Letermovir reaches primary endpoint in phase 3 trial
Click Here to Manage Email Alerts
Today, Merck announced that letermovir met its primary endpoint in a phase 3 trial evaluating the safety and efficacy of the drug for the prevention of cytomegalovirus infection in seropositive adult recipients of allogeneic hematopoietic stem cell transplants, according to a press release.
Letermovir is part of a new class of non-nucleoside cytomegalovirus (CMV) inhibitors that prevents viral replication by targeting the viral terminase complex. The drug has been granted fast track designation by the FDA, and orphan designation by the FDA, the European Medicines Agency and the Japanese Ministry of Health, Labour and Welfare for the prevention of CMV infection in at-risk populations.
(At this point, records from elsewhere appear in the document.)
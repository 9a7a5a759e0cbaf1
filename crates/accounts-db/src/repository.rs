use async_trait::async_trait;
use chrono::{DateTime, Utc};
use uuid::Uuid;

use accounts_core::AppError;
use accounts_models::{NewUser, User};

/// Storage operations for [`User`] records.
///
/// Email uniqueness is enforced here: [`create_user`](Self::create_user) fails
/// with `AuthError::DuplicateEmail` when the email is taken.
#[async_trait]
pub trait UserRepository: Send + Sync {
    async fn find_user_by_id(&self, id: Uuid) -> Result<Option<User>, AppError>;

    async fn find_user_by_email(&self, email: &str) -> Result<Option<User>, AppError>;

    /// Users ordered by creation time, oldest first.
    async fn list_users(&self, skip: i64, limit: i64) -> Result<Vec<User>, AppError>;

    async fn create_user(&self, new_user: NewUser) -> Result<User, AppError>;

    /// Saves the mutable columns of `user`. `id`, `email` and `created_at`
    /// are never written. Fails with `AuthError::UserNotFound` if the row is gone.
    async fn update_user(&self, user: &User) -> Result<User, AppError>;

    /// Writes `last_login` and nothing else.
    async fn record_login(&self, id: Uuid, at: DateTime<Utc>) -> Result<(), AppError>;

    /// Returns whether a row was deleted.
    async fn delete_user(&self, id: Uuid) -> Result<bool, AppError>;

    async fn find_superuser(&self) -> Result<Option<User>, AppError>;
}
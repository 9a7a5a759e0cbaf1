//! JSON body extractor that also runs `validator` rules.
//!
//! - malformed JSON, missing fields or wrong types give 400
//! - a failed [`Validate`] gives 422 with every violated rule in the message

use anyhow::anyhow;
use axum::{
    Json,
    extract::{FromRequest, Request, rejection::JsonRejection},
};
use serde::de::DeserializeOwned;
use validator::{Validate, ValidationErrors};

use accounts_core::AppError;

fn format_errors(errors: &ValidationErrors) -> String {
    let mut fields: Vec<_> = errors.field_errors().into_iter().collect();
    fields.sort_by(|a, b| a.0.cmp(&b.0));

    fields
        .into_iter()
        .flat_map(|(field, errors)| {
            errors.iter().map(move |error| match &error.message {
                Some(msg) => msg.to_string(),
                None if field == "__all__" => format!("{} is invalid", error.code),
                None => format!("{} is invalid", field),
            })
        })
        .collect::<Vec<_>>()
        .join(", ")
}

fn rejection_message(rejection: &JsonRejection) -> String {
    if matches!(rejection, JsonRejection::MissingJsonContentType(_)) {
        return "Missing 'Content-Type: application/json' header".to_string();
    }

    let body = rejection.body_text();
    if let Some(field) = body
        .split("missing field `")
        .nth(1)
        .and_then(|s| s.split('`').next())
    {
        return format!("{} is required", field);
    }
    if body.contains("invalid type") {
        return "Invalid field type in request".to_string();
    }
    "Invalid request body".to_string()
}

#[derive(Debug, Clone, Copy, Default)]
pub struct ValidatedJson<T>(pub T);

impl<T, S> FromRequest<S> for ValidatedJson<T>
where
    T: DeserializeOwned + Validate,
    S: Send + Sync,
{
    type Rejection = AppError;

    async fn from_request(req: Request, state: &S) -> Result<Self, Self::Rejection> {
        let Json(value) = Json::<T>::from_request(req, state)
            .await
            .map_err(|rejection| AppError::bad_request(anyhow!(rejection_message(&rejection))))?;

        value
            .validate()
            .map_err(|errors| AppError::unprocessable(anyhow!(format_errors(&errors))))?;

        Ok(ValidatedJson(value))
    }
}

#[cfg(test)]
mod tests {
    use super::*;
    use validator::ValidationError;

    #[test]
    fn test_format_errors_prefers_messages() {
        let mut errors = ValidationErrors::new();
        errors.add(
            "password",
            ValidationError::new("length").with_message("Password should be at least 8 characters".into()),
        );
        errors.add("email", ValidationError::new("email"));

        assert_eq!(
            format_errors(&errors),
            "email is invalid, Password should be at least 8 characters"
        );
    }
}
//! # Accounts Config
//!
//! Configuration types for the accounts service, loaded once at startup from
//! environment variables and then passed around by value:
//!
//! - [`jwt`]: token signing secret and lifetimes
//! - [`cors`]: allowed CORS origins
//! - [`server`]: bind address and metrics toggle
//! - [`database`]: PostgreSQL connection settings
//!
//! # Example
//!
//! ```ignore
//! use accounts_config::AppConfig;
//!
//! dotenvy::dotenv().ok();
//! let config = AppConfig::from_env()?;
//! let tokens = TokenService::new(config.jwt.clone());
//! ```

use std::env;

use thiserror::Error;

pub mod cors;
pub mod database;
pub mod jwt;
pub mod server;

pub use cors::CorsConfig;
pub use database::DatabaseConfig;
pub use jwt::JwtConfig;
pub use server::ServerConfig;

#[derive(Debug, Error, PartialEq, Eq)]
pub enum ConfigError {
    #[error("{0} must be set")]
    Missing(&'static str),

    #[error("{var} has an invalid value: '{value}'")]
    Invalid { var: &'static str, value: String },
}

/// Everything the HTTP service needs, read once at startup.
#[derive(Clone, Debug)]
pub struct AppConfig {
    pub jwt: JwtConfig,
    pub cors: CorsConfig,
    pub server: ServerConfig,
    pub database: DatabaseConfig,
}

impl AppConfig {
    pub fn from_env() -> Result<Self, ConfigError> {
        Ok(Self {
            jwt: JwtConfig::from_env()?,
            cors: CorsConfig::from_env(),
            server: ServerConfig::from_env()?,
            database: DatabaseConfig::from_env()?,
        })
    }
}

/// Reads an optional positive integer variable.
fn parse_positive(var: &'static str) -> Result<Option<i64>, ConfigError> {
    match env::var(var) {
        Ok(value) => match value.trim().parse::<i64>() {
            Ok(n) if n > 0 => Ok(Some(n)),
            _ => Err(ConfigError::Invalid { var, value }),
        },
        Err(_) => Ok(None),
    }
}

#[cfg(test)]
mod tests {
    use super::*;

    #[test]
    fn test_unset_variable_is_none() {
        assert_eq!(
            parse_positive("ACCOUNTS_CONFIG_TEST_SURELY_UNSET_VARIABLE"),
            Ok(None)
        );
    }

    #[test]
    fn test_config_error_messages() {
        assert_eq!(
            ConfigError::Missing("DATABASE_URL").to_string(),
            "DATABASE_URL must be set"
        );
        assert_eq!(
            ConfigError::Invalid {
                var: "PORT",
                value: "abc".into()
            }
            .to_string(),
            "PORT has an invalid value: 'abc'"
        );
    }
}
For the randomized, multicenter, placebo-controlled trial, researchers administered letermovir once-daily as either an oral tablet or IV formulation. They initiated therapy up to 28 days after allogeneic hematopoietic stem cell transplantation and continued for approximately 100 days. The primary outcome was the percentage of patients with CMV infection through 24 weeks post-transplant.
“There is an unmet need for therapeutic options in the prevention of CMV infection in high-risk allogeneic hematopoietic stem cell transplant recipients,” Roy Baynes, MD, PhD, senior vice president of clinical development Merck Research Laboratories, said in the release. “Merck is pleased this pivotal Phase 3 study with letermovir met its primary endpoint. We thank the patients and families who participated in this study and we look forward to presenting results at a future scientific meeting.”
Disclosure: Baynes is senior vice president of clinical development for Merck Research Laboratories.